But in both the cases of humans and yeast, the correlation between protein complexity and the number of paralogs per gene exists when connectivity is controlled (ρ = 0.247, P = 1.15 × 10−2) for human and (ρ = −0.1775, P = 3.4 × 10−2) for yeast whereas, protein connectivity does not have any significant correlation when complexity is controlled (ρ = 0.1917, P = 7.05 × 10−2). Partial correlation with our new data also suggest the same trend, that is, protein complexity is positively correlated (ρ = 0.231, P = 1.27 × 10−2) and protein connectivity does not have any correlation at all (ρ = 0.0941, P = 3.17 × 10−2). Even Pearson partial correlation also shows the positive trend of protein complexity towards gene duplicability even when protein connectivity is controlled (ρ = 0.068 P = 5.34 × 10−1). Moreover, a significant negative correlation (R = −0.269, P = 1.2 × 10−2) was found between protein connectivity and protein complexity in human haploinsufficient proteins which remains while gene duplicability is controlled (ρ = −0.307, P = 4.16 × 10−3). This negative correlation is even increased in the analysis with the new data (R = −0.361, P < 0.001). The above results from humans suggest that, if haploinsufficient genes are present in the protein complex, protein connectivity is not the most influencing factor, but it helps protein complexity to play. However, the inverse correlation between gene duplicability and protein complexity in yeast haploinsufficient proteins, might be due to their differential organismal complexity between two organisms.9

The data from the yeast haploinsufficient proteins supports the ‘balance hypotheses’ as well as the existence of strong dose sensitivity of this organism.14

However, in the analysis of complex proteins without any haploinsufficient genes it has been observed that protein complexity is negatively correlated with gene duplicability in both yeast and humans as observed earlier (Supplementary Table S8). This result suggests that in protein complexes where haploinsufficient genes are absent, the effect of protein connectivity within the protein–protein interaction network is more predominant than that of protein complexity on gene duplication.

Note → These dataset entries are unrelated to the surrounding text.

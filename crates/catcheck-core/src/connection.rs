//! Connection boundary: "run SQL, get rows".
//!
//! Checks only ever see [`Connection`] and [`Connector`]; the transport
//! behind them is swappable. [`crate::snapshot`] provides the SQLite-backed
//! implementation used by the command-line tool and the test suite.

use std::collections::BTreeMap;
use std::fmt;

use catcheck_error::Result;
use catcheck_types::Segment;
use serde::Serialize;

/// A single column value returned by a catalog query.
#[derive(Debug, Clone, PartialEq, Serialize)]
#[serde(untagged)]
pub enum Value {
    Null,
    Integer(i64),
    Real(f64),
    Text(String),
}

impl Value {
    #[must_use]
    pub const fn is_null(&self) -> bool {
        matches!(self, Self::Null)
    }

    /// Integer view; text holding an integer literal is parsed.
    #[must_use]
    pub fn as_i64(&self) -> Option<i64> {
        match self {
            Self::Integer(v) => Some(*v),
            Self::Text(s) => s.trim().parse().ok(),
            Self::Real(_) | Self::Null => None,
        }
    }

    #[must_use]
    pub fn as_str(&self) -> Option<&str> {
        match self {
            Self::Text(s) => Some(s),
            _ => None,
        }
    }

    /// Text rendering of any non-null value.
    #[must_use]
    pub fn to_text(&self) -> Option<String> {
        match self {
            Self::Null => None,
            Self::Integer(v) => Some(v.to_string()),
            Self::Real(v) => Some(v.to_string()),
            Self::Text(s) => Some(s.clone()),
        }
    }
}

impl fmt::Display for Value {
    fn fmt(&self, f: &mut fmt::Formatter<'_>) -> fmt::Result {
        match self {
            Self::Null => f.write_str("NULL"),
            Self::Integer(v) => write!(f, "{v}"),
            Self::Real(v) => write!(f, "{v}"),
            Self::Text(s) => f.write_str(s),
        }
    }
}

/// Rows returned by [`Connection::query`].
#[derive(Debug, Clone, Default, PartialEq)]
pub struct ResultSet {
    columns: Vec<String>,
    rows: Vec<Vec<Value>>,
}

impl ResultSet {
    #[must_use]
    pub fn new(columns: Vec<String>, rows: Vec<Vec<Value>>) -> Self {
        Self { columns, rows }
    }

    #[must_use]
    pub fn columns(&self) -> &[String] {
        &self.columns
    }

    /// Positional rows.
    #[must_use]
    pub fn get_result(&self) -> &[Vec<Value>] {
        &self.rows
    }

    /// Rows keyed by column name.
    #[must_use]
    pub fn dict_result(&self) -> Vec<BTreeMap<String, Value>> {
        self.rows
            .iter()
            .map(|row| {
                self.columns
                    .iter()
                    .cloned()
                    .zip(row.iter().cloned())
                    .collect()
            })
            .collect()
    }

    /// First column of the first row, if any.
    #[must_use]
    pub fn scalar(&self) -> Option<&Value> {
        self.rows.first().and_then(|row| row.first())
    }

    #[must_use]
    pub fn len(&self) -> usize {
        self.rows.len()
    }

    #[must_use]
    pub fn is_empty(&self) -> bool {
        self.rows.is_empty()
    }
}

/// Synchronous request/response connection to one cluster member.
pub trait Connection: Send {
    fn query(&self, sql: &str) -> Result<ResultSet>;

    /// Run a statement for its side effect, returning the affected row count.
    fn execute(&self, sql: &str) -> Result<usize> {
        self.query(sql).map(|rows| rows.len())
    }
}

/// Opens connections to individual segments for fanned-out work.
///
/// Connectors are shared with worker threads, hence `Send + Sync`.
pub trait Connector: Send + Sync {
    fn connect(&self, segment: &Segment) -> Result<Box<dyn Connection>>;
}
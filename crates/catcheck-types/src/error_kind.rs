//! Error kinds recorded during a run and the records that carry them.

use std::fmt;
use std::path::PathBuf;

use serde::{Deserialize, Serialize};

use crate::check_id::CheckId;

/// Classification of a recorded failure.
///
/// Kinds are ordered by severity; the process exit code of a failed run is
/// the highest code among the raised kinds.
#[derive(Debug, Clone, Copy, PartialEq, Eq, PartialOrd, Ord, Hash, Serialize, Deserialize)]
#[serde(rename_all = "SCREAMING_SNAKE_CASE")]
pub enum ErrorKind {
    /// A removal artifact was generated for the issue.
    Remove,
    /// A segment's work unit failed; its contribution is missing.
    SegmentFailure,
    /// No automated remedy, or repair mode disabled.
    #[serde(rename = "NOREPAIR")]
    NoRepair,
}

impl ErrorKind {
    #[must_use]
    pub const fn exit_code(self) -> u8 {
        match self {
            Self::Remove => 1,
            Self::SegmentFailure => 2,
            Self::NoRepair => 3,
        }
    }

    #[must_use]
    pub const fn as_str(self) -> &'static str {
        match self {
            Self::Remove => "REMOVE",
            Self::SegmentFailure => "SEGMENT_FAILURE",
            Self::NoRepair => "NOREPAIR",
        }
    }
}

impl fmt::Display for ErrorKind {
    fn fmt(&self, f: &mut fmt::Formatter<'_>) -> fmt::Result {
        f.write_str(self.as_str())
    }
}

/// One raised error kind with its payload.
#[derive(Debug, Clone, PartialEq, Eq, Serialize, Deserialize)]
pub struct RaisedError {
    pub kind: ErrorKind,
    /// Check that raised it, when raised during a check run.
    pub check: Option<CheckId>,
    /// What the error is about: an issue key, a check name or a segment.
    pub subject: String,
    /// Repair artifact produced for the issue, if any.
    pub artifact: Option<PathBuf>,
    pub detail: Option<String>,
}

impl RaisedError {
    pub fn new(kind: ErrorKind, subject: impl Into<String>) -> Self {
        Self {
            kind,
            check: None,
            subject: subject.into(),
            artifact: None,
            detail: None,
        }
    }

    #[must_use]
    pub const fn with_check(mut self, check: CheckId) -> Self {
        self.check = Some(check);
        self
    }

    #[must_use]
    pub fn with_artifact(mut self, artifact: PathBuf) -> Self {
        self.artifact = Some(artifact);
        self
    }

    #[must_use]
    pub fn with_detail(mut self, detail: impl Into<String>) -> Self {
        self.detail = Some(detail.into());
        self
    }
}

/// Failure marker for one segment's work unit.
#[derive(Debug, Clone, PartialEq, Eq, Serialize, Deserialize)]
pub struct SegmentFailure {
    pub dbid: i32,
    pub content: i32,
    pub message: String,
}

impl SegmentFailure {
    #[must_use]
    pub fn report_line(&self) -> String {
        format!(
            "    dbid {} (content {}): {}",
            self.dbid, self.content, self.message
        )
    }
}

#[cfg(test)]
mod tests {
    use super::*;

    #[test]
    fn severity_order_matches_exit_codes() {
        let mut kinds = vec![ErrorKind::NoRepair, ErrorKind::Remove, ErrorKind::SegmentFailure];
        kinds.sort();
        let codes: Vec<u8> = kinds.iter().map(|k| k.exit_code()).collect();
        assert_eq!(codes, vec![1, 2, 3], "case=ordered_codes");
        assert_eq!(kinds.iter().max(), Some(&ErrorKind::NoRepair));
    }

    #[test]
    fn kinds_serialize_screaming() {
        let json = serde_json::to_string(&ErrorKind::NoRepair).expect("serialize");
        assert_eq!(json, "\"NOREPAIR\"");
        assert_eq!(ErrorKind::NoRepair.to_string(), "NOREPAIR");
    }

    #[test]
    fn raised_error_builder_sets_payload() {
        let raised = RaisedError::new(ErrorKind::Remove, "pg_class.oid")
            .with_check(CheckId::MissingExtra)
            .with_artifact(PathBuf::from("/tmp/repair/pg_class_oid_extra.sql"));
        assert_eq!(raised.check, Some(CheckId::MissingExtra));
        assert!(raised.artifact.is_some());
        assert!(raised.detail.is_none());
    }
}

3.3. Effect of protein connectivity, and protein complexity on gene duplicability in humans

The differences in the correlations of the two different types of connectivities with gene duplicability prompted us to study the differences of additional parameters namely, protein complexity, protein connectivity and gene duplicability in these two groups of proteins (Table 1). From the Table 1 it is evident that there is no significant difference in average protein connectivity as well as in average number of paralogs per gene in haploinsufficient proteins and in proteins where haploinsufficient proteins are absent. However, in one case protein connectivity is positively correlated (where haploinsufficint proteins are absent) and in the other case protein connectivity does not have any correlation (in haploinsufficient proteins present in both the protein–protein interaction network and protein complex network) with gene duplicability. At the same time the differences between complex sizes in these two groups are also apparent (Table 1). But, in both the cases protein connectivity and protein complexity are negatively correlated.

Table 1
Connectivity, complexity and average number of paralogs per gene across haploinsufficient proteins and after removal of haploinsufficient proteins in human

Thus, when we have estimated the average number of paralogs for both highly connected (hub) (445 number of proteins) and lowly connected (non-hub) (96 number of proteins) proteins present in the protein complex (excluding 117 proteins which have an intermediate connectivity between 3 and 5), we found, surprisingly, that both hub and non-hub proteins present in protein complex show nearly equal (Mann–Whitney U-test; P = 0.128) average number of paralogs (Fig. 1). Again we have also verified this trend by remodeling hub and non-hub data, that is, taking hub proteins of connectivity >9 and non-hub proteins as connectivity 1 and we have obtained the same result, that is, both hub and non-hub proteins present in the complex show nearly the same gene duplicability (Mann–Whitney U-test; P = 0.533). But the significant difference in average number of paralogs between hub and non-hub proteins in both the methods reappear (Mann–Whitney U-test; P = 0.012, P = 0.015) after removing both of the hub and non-hub proteins present in the protein complex. These results suggest that protein connectivity influences more protein complexity that guides gene duplicability. But when this factor fails to correlate directly, then the other factor, i.e. protein complexity, plays its role.

Figure 1
Average number of paralogs per gene of highly connected (hub) and lowly connected (non-hub) protein present in the protein complex.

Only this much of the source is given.